We approximate the intensity of each pixel using a parametric polynomial function. Given an hxw pixel grid, the video is represented as hxw=180*240=43200 different polynomials. We use the symbol L_{xy}(t) in the paper to refer to the polynomial function associated with the pixel whose coordinates are (x, y). The function takes one single input: the timestamp. The function returns one single value: the intensity. To render a video frame at a particular timestamp, say t_0=0.03, we substitute t=t_0=0.03 in all 43200 polynomials. This gives 43200 different intensities, and we can assemble them into a grayscale frame with a resolution of 180x240. We can then render a few more frames at other timestamps, t_1, t_2, ..., and all these frames make up the video describing the motion of interest.

In CurveIntegrator, the forward method takes three positional arguments: derivative, blurry, keypoints. blurry is the input blurry image. Its dimensions are (batch_size, 1, h, w). The dimensions of derivative and keypoints are both (batch_size, num_kpts, h, w). For the i^{th} example in the batch, the derivative of the intensity, or dL_{xy}(t)/dt, for all pixels (x, y), must go through num_kpts points on the 2D plane. The coordinates of these points are (keypoints[i, j, x, y], derivative[i, j, x, y]) for 0 <= j < num_kpts. This corresponds to Equation (6) in the paper. On this line, we use a pre-calculated tensor called integrator_cache to transform the coefficients into the standard bases: dL_{xy}(t)/dt = c_0 + 1/2 * c_1 * t + 1/3 * c_2 * t^2 + 1/4 * c_3 * t^3 ..., where c_j = coeffs[i, j, x, y] for the i^{th} example in the batch. Taking the indefinite integral, we have L_{x, y} = c_0 * t + c_1 * t^2 + c2 * t^3 + ... + a, where a is the constant "baseline" created as a by-product of the indefinite integral. Recall that in Equation (3), we state that the definite (not indefinite) integral over [-T/2, T/2], when divided by T, is equal to the input blurry pixel B_{xy}. This is a sufficient constraint for us to analytically solve for the value a. In our experiments, we set T = 2, which means -T/2 = -1 and T/2= 1. The definite integral is then given as \int_{-1}^{1} L_{x, y} = (1/2 * c_0 * t^2 + 1/3 * c_1 * t^3 + 1/4 * c2 * t^4 + ... + a * t) |_{t=-1}^{t=1} = 2/3 * c_1 + 2/5 * c_3 + 2/7 * c_5 + ... + 2 * a. One-half of that will be 1/3 * c_1 + 1/5 * c_3 + 1/7 * c_5 + ... + a. Since this is equal to B_{xy}, we have a = B_{xy} - (1/3 * c_1 + 1/5 * c_3 + 1/7 * c_5 + ...).
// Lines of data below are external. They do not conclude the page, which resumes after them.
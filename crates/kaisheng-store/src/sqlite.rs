//! SQLite-based store implementation

use chrono::{DateTime, Local, NaiveDate};
use kaisheng_util::AppId;
use rusqlite::{Connection, OptionalExtension, params};
use std::path::Path;
use std::sync::{Mutex, MutexGuard};
use std::time::Duration;
use tracing::{debug, warn};

use crate::{AuditEvent, AuditEventType, Store, StoreError, StoreResult};

const DAY_FORMAT: &str = "%Y-%m-%d";

/// SQLite-based store
pub struct SqliteStore {
    conn: Mutex<Connection>,
}

impl SqliteStore {
    /// Open or create a store at the given path
    pub fn open(path: impl AsRef<Path>) -> StoreResult<Self> {
        let conn = Connection::open(path)?;
        let store = Self {
            conn: Mutex::new(conn),
        };
        store.init_schema()?;
        Ok(store)
    }

    /// Create an in-memory store (for testing)
    pub fn in_memory() -> StoreResult<Self> {
        let conn = Connection::open_in_memory()?;
        let store = Self {
            conn: Mutex::new(conn),
        };
        store.init_schema()?;
        Ok(store)
    }

    fn lock(&self) -> StoreResult<MutexGuard<'_, Connection>> {
        self.conn.lock().map_err(|_| StoreError::LockPoisoned)
    }

    fn init_schema(&self) -> StoreResult<()> {
        let conn = self.lock()?;

        conn.execute_batch(
            r#"
            -- Audit log (append-only)
            CREATE TABLE IF NOT EXISTS audit_log (
                id INTEGER PRIMARY KEY AUTOINCREMENT,
                timestamp TEXT NOT NULL,
                event_json TEXT NOT NULL
            );

            -- Usage accounting
            CREATE TABLE IF NOT EXISTS usage (
                app_id TEXT NOT NULL,
                day TEXT NOT NULL,
                duration_secs INTEGER NOT NULL DEFAULT 0,
                PRIMARY KEY (app_id, day)
            );

            -- Indexes
            CREATE INDEX IF NOT EXISTS idx_audit_timestamp ON audit_log(timestamp);
            CREATE INDEX IF NOT EXISTS idx_usage_day ON usage(day);
            "#,
        )?;

        debug!("Store schema initialized");
        Ok(())
    }
}

impl Store for SqliteStore {
    fn append_audit(&self, mut event: AuditEvent) -> StoreResult<()> {
        let conn = self.lock()?;
        let event_json = serde_json::to_string(&event.event)?;

        conn.execute(
            "INSERT INTO audit_log (timestamp, event_json) VALUES (?, ?)",
            params![event.timestamp.to_rfc3339(), event_json],
        )?;

        event.id = conn.last_insert_rowid();
        debug!(event_id = event.id, "Audit event appended");

        Ok(())
    }

    fn get_recent_audits(&self, limit: usize) -> StoreResult<Vec<AuditEvent>> {
        let conn = self.lock()?;

        let mut stmt = conn.prepare(
            "SELECT id, timestamp, event_json FROM audit_log ORDER BY id DESC LIMIT ?",
        )?;

        let rows = stmt.query_map([limit as i64], |row| {
            let id: i64 = row.get(0)?;
            let timestamp_str: String = row.get(1)?;
            let event_json: String = row.get(2)?;
            Ok((id, timestamp_str, event_json))
        })?;

        let mut events = Vec::new();
        for row in rows {
            let (id, timestamp_str, event_json) = row?;
            let timestamp = DateTime::parse_from_rfc3339(&timestamp_str)
                .map(|dt| dt.with_timezone(&Local))
                .map_err(|e| StoreError::Serialization(e.to_string()))?;
            let event: AuditEventType = serde_json::from_str(&event_json)?;

            events.push(AuditEvent {
                id,
                timestamp,
                event,
            });
        }

        Ok(events)
    }

    fn get_usage(&self, app_id: &AppId, day: NaiveDate) -> StoreResult<Duration> {
        let conn = self.lock()?;
        let day_str = day.format(DAY_FORMAT).to_string();

        let secs: Option<i64> = conn
            .query_row(
                "SELECT duration_secs FROM usage WHERE app_id = ? AND day = ?",
                params![app_id.as_str(), day_str],
                |row| row.get(0),
            )
            .optional()?;

        Ok(Duration::from_secs(secs.unwrap_or(0).max(0) as u64))
    }

    fn add_usage(&self, app_id: &AppId, day: NaiveDate, duration: Duration) -> StoreResult<Duration> {
        let conn = self.lock()?;
        let day_str = day.format(DAY_FORMAT).to_string();
        // Totals saturate so a day's usage never goes backwards
        let secs = i64::try_from(duration.as_secs()).unwrap_or(i64::MAX);

        let total: i64 = conn.query_row(
            r#"
            INSERT INTO usage (app_id, day, duration_secs)
            VALUES (?1, ?2, ?3)
            ON CONFLICT(app_id, day)
            DO UPDATE SET duration_secs = CASE
                WHEN duration_secs > ?4 - excluded.duration_secs THEN ?4
                ELSE duration_secs + excluded.duration_secs
            END
            RETURNING duration_secs
            "#,
            params![app_id.as_str(), day_str, secs, i64::MAX],
            |row| row.get(0),
        )?;

        debug!(app_id = %app_id, day = %day_str, added_secs = secs, total_secs = total, "Usage added");
        Ok(Duration::from_secs(total.max(0) as u64))
    }

    fn get_usage_for_day(&self, day: NaiveDate) -> StoreResult<Vec<(AppId, Duration)>> {
        let conn = self.lock()?;
        let day_str = day.format(DAY_FORMAT).to_string();

        let mut stmt = conn.prepare(
            "SELECT app_id, duration_secs FROM usage WHERE day = ? ORDER BY app_id",
        )?;

        let rows = stmt.query_map([day_str], |row| {
            let app_id: String = row.get(0)?;
            let secs: i64 = row.get(1)?;
            Ok((AppId::new(app_id), Duration::from_secs(secs.max(0) as u64)))
        })?;

        let usage = rows.collect::<Result<Vec<_>, _>>()?;
        Ok(usage)
    }

    fn is_healthy(&self) -> bool {
        match self.conn.lock() {
            Ok(conn) => conn.query_row("SELECT 1", [], |_| Ok(())).is_ok(),
            Err(_) => {
                warn!("Store lock poisoned");
                false
            }
        }
    }
}

#[cfg(test)]
mod tests {
    use super::*;
    use kaisheng_util::ScheduleId;

    fn day(d: u32) -> NaiveDate {
        NaiveDate::from_ymd_opt(2025, 12, d).unwrap()
    }

    #[test]
    fn test_in_memory_store() {
        let store = SqliteStore::in_memory().unwrap();
        assert!(store.is_healthy());
    }

    #[test]
    fn test_audit_log() {
        let store = SqliteStore::in_memory().unwrap();

        store.append_audit(AuditEvent::new(AuditEventType::ServiceStarted)).unwrap();
        store
            .append_audit(AuditEvent::new(AuditEventType::DowntimeStarted {
                schedule_id: ScheduleId::new("bedtime"),
                device_wide: true,
            }))
            .unwrap();

        let events = store.get_recent_audits(10).unwrap();
        assert_eq!(events.len(), 2);
        // Newest first
        assert!(matches!(events[0].event, AuditEventType::DowntimeStarted { device_wide: true, .. }));
        assert!(matches!(events[1].event, AuditEventType::ServiceStarted));

        let limited = store.get_recent_audits(1).unwrap();
        assert_eq!(limited.len(), 1);
    }

    #[test]
    fn test_usage_accounting() {
        let store = SqliteStore::in_memory().unwrap();
        let app = AppId::new("social");

        assert_eq!(store.get_usage(&app, day(26)).unwrap(), Duration::ZERO);

        let total = store.add_usage(&app, day(26), Duration::from_secs(300)).unwrap();
        assert_eq!(total, Duration::from_secs(300));

        let total = store.add_usage(&app, day(26), Duration::from_secs(200)).unwrap();
        assert_eq!(total, Duration::from_secs(500));
        assert_eq!(store.get_usage(&app, day(26)).unwrap(), Duration::from_secs(500));

        // A new day starts from zero
        assert_eq!(store.get_usage(&app, day(27)).unwrap(), Duration::ZERO);
    }

    #[test]
    fn test_usage_saturates_instead_of_wrapping() {
        let store = SqliteStore::in_memory().unwrap();
        let app = AppId::new("social");
        let max = Duration::from_secs(i64::MAX as u64);

        store.add_usage(&app, day(26), Duration::from_secs(1800)).unwrap();

        // Larger than the column can hold
        let total = store.add_usage(&app, day(26), Duration::from_secs(1 << 63)).unwrap();
        assert_eq!(total, max);

        // Adding on top of a full counter keeps it readable
        let total = store.add_usage(&app, day(26), Duration::from_secs(10)).unwrap();
        assert_eq!(total, max);
        assert_eq!(store.get_usage(&app, day(26)).unwrap(), max);

        let other = AppId::new("video");
        store.add_usage(&other, day(26), Duration::from_secs(i64::MAX as u64)).unwrap();
        let total = store.add_usage(&other, day(26), Duration::from_secs(10)).unwrap();
        assert_eq!(total, max);
    }

    #[test]
    fn test_usage_for_day() {
        let store = SqliteStore::in_memory().unwrap();
        store.add_usage(&AppId::new("video"), day(26), Duration::from_secs(60)).unwrap();
        store.add_usage(&AppId::new("games"), day(26), Duration::from_secs(120)).unwrap();
        store.add_usage(&AppId::new("games"), day(25), Duration::from_secs(999)).unwrap();

        let usage = store.get_usage_for_day(day(26)).unwrap();
        assert_eq!(
            usage,
            vec![
                (AppId::new("games"), Duration::from_secs(120)),
                (AppId::new("video"), Duration::from_secs(60)),
            ]
        );
    }

    #[test]
    fn test_file_backed_store_persists() {
        let dir = tempfile::tempdir().unwrap();
        let path = dir.path().join("kaisheng.db");

        {
            let store = SqliteStore::open(&path).unwrap();
            store.add_usage(&AppId::new("video"), day(26), Duration::from_secs(42)).unwrap();
        }

        let store = SqliteStore::open(&path).unwrap();
        assert_eq!(
            store.get_usage(&AppId::new("video"), day(26)).unwrap(),
            Duration::from_secs(42)
        );
    }
}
As for FrameConstructor, this class allows us to render frames from the polynomial coefficients (coeffs) at specified timestamps.

I hope this helps! I encourage you to follow the derivation step by step with pen and paper and cross-check the results using a debugger in Python. Let me know if you have further questions.

Best, Chen

[chenkang455]

Thank you for your detailed answer, which is very helpful to me. I've understood how the code works. Thanks a lot!

[weimengting]

The explanation is very elaborate. Thank you very much!